## ABOUT THIS TASK:
Give back each line of the material that contains the word "PaymentCompleted".

## DATA PROVIDED:

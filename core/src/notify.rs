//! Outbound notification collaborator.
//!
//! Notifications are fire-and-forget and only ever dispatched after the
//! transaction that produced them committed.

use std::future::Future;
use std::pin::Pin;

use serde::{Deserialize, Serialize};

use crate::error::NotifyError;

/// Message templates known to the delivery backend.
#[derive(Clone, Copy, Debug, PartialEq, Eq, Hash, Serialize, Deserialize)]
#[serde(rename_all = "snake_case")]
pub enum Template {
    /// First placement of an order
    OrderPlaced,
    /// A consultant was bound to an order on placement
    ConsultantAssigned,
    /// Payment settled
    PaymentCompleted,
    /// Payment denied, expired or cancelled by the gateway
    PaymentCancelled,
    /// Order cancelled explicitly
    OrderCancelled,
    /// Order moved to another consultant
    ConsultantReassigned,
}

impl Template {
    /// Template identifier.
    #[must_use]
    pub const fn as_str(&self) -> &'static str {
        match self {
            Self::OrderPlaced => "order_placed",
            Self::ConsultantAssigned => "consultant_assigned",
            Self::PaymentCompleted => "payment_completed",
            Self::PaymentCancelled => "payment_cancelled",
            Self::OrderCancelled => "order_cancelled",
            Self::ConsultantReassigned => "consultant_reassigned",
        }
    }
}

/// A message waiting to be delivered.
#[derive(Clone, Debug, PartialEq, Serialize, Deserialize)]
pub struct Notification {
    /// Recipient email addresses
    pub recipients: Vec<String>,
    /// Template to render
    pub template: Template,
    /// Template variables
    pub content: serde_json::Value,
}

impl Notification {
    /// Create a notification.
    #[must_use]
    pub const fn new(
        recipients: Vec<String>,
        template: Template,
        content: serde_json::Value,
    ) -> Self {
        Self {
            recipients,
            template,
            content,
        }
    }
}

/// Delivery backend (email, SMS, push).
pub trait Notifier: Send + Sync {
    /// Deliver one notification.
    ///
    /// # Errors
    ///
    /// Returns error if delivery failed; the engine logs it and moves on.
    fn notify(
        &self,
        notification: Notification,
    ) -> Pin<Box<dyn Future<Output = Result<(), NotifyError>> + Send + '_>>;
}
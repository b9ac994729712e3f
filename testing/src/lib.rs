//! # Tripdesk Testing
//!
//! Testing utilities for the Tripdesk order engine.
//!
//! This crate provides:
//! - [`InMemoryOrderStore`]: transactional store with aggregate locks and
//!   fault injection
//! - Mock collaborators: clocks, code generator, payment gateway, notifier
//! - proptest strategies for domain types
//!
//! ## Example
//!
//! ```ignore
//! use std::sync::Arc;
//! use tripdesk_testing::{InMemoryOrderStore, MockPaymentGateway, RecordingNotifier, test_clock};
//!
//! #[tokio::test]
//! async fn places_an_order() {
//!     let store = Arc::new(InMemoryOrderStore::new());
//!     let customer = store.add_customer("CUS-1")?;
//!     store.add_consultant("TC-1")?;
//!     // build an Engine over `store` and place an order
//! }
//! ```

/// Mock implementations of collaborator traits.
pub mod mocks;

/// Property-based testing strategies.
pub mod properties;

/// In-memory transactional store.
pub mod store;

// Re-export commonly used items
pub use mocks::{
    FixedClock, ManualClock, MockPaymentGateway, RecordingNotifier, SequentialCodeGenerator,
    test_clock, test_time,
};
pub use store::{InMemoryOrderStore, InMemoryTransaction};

* * *

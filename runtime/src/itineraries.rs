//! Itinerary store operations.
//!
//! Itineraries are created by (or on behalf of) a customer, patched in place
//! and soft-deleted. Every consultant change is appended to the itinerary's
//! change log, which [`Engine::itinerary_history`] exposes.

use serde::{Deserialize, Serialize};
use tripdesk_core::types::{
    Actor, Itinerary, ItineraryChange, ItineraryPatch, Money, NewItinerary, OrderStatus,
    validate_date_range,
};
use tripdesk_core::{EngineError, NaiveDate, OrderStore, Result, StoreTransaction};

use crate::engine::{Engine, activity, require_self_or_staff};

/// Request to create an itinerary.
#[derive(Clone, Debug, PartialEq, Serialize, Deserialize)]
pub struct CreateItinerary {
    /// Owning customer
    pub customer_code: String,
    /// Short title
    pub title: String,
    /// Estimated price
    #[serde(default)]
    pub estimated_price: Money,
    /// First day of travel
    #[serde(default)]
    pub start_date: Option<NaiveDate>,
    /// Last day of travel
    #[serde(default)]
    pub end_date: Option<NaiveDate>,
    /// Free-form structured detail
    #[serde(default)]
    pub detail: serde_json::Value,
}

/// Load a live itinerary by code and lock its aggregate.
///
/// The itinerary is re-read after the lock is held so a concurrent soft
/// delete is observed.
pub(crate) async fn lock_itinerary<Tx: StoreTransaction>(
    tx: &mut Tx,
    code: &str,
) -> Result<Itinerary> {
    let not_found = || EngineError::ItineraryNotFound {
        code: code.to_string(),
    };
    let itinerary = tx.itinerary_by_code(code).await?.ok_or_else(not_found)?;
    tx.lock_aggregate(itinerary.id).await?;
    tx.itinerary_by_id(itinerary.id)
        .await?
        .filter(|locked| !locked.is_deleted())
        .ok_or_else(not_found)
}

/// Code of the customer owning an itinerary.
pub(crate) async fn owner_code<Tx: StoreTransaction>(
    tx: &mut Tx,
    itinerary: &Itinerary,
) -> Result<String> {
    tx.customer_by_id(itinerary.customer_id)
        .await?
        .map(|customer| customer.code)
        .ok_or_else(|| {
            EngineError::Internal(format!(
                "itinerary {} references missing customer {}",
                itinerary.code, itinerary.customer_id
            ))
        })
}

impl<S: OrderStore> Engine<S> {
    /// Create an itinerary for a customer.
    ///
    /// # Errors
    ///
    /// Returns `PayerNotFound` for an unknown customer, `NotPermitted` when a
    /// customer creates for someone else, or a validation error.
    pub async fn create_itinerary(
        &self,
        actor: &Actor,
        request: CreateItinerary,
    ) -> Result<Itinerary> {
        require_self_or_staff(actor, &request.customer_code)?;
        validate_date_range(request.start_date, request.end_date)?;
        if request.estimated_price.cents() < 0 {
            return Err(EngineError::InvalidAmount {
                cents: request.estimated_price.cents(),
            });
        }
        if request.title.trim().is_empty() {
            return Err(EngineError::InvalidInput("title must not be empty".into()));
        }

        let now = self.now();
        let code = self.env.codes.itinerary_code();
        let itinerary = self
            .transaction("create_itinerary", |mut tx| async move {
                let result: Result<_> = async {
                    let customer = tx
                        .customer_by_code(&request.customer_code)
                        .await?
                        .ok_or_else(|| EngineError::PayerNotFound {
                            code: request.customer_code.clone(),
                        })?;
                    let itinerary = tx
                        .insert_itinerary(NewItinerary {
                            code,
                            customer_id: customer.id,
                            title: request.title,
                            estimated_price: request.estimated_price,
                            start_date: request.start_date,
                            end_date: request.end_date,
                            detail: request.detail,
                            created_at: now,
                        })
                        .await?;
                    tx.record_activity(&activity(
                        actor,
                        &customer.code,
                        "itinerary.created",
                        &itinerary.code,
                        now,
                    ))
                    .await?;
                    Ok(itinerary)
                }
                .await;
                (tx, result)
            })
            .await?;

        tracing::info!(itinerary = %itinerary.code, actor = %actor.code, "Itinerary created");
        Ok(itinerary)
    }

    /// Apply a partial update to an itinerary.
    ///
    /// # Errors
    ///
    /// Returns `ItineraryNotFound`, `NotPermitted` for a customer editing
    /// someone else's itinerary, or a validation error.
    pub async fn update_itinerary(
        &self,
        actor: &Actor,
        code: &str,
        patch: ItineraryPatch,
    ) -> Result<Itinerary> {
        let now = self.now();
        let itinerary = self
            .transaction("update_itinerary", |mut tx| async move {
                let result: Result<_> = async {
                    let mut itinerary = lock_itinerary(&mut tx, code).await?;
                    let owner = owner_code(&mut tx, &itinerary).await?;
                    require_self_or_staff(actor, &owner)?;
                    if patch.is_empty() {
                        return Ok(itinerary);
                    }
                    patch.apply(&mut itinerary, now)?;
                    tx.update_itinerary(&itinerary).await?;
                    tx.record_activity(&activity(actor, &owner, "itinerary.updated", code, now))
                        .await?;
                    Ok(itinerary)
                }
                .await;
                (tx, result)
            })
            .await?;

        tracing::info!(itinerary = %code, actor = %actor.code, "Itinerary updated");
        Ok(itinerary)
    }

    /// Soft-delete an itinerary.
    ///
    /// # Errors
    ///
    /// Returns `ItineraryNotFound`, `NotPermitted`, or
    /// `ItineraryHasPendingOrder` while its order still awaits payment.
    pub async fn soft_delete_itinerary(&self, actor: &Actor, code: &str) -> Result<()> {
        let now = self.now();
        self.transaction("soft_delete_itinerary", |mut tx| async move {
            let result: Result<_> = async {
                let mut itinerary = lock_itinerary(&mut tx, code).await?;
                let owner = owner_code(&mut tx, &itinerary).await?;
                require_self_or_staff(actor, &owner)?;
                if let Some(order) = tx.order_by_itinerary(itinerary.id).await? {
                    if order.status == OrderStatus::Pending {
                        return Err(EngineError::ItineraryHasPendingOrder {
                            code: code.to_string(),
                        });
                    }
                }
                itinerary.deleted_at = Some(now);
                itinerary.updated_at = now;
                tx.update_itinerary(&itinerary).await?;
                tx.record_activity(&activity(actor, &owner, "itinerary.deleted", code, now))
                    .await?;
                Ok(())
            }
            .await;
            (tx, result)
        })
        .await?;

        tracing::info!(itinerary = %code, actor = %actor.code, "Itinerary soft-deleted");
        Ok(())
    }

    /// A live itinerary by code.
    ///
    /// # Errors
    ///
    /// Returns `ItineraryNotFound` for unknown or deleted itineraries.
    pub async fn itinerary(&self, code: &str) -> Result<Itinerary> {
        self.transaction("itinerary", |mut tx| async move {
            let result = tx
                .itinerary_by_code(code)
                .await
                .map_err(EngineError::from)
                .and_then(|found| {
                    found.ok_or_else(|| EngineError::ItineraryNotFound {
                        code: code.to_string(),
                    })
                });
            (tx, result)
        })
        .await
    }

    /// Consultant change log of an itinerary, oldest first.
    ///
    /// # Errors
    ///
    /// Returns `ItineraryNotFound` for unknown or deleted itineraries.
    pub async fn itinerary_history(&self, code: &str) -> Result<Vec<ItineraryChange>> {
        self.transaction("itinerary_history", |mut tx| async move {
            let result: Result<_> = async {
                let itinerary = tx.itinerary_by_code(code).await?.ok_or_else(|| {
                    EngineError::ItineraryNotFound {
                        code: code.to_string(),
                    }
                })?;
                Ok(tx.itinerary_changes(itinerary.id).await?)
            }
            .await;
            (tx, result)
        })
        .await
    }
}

## TASK RESULT:
    PaymentCompleted,
            Self::PaymentCompleted => "payment_completed",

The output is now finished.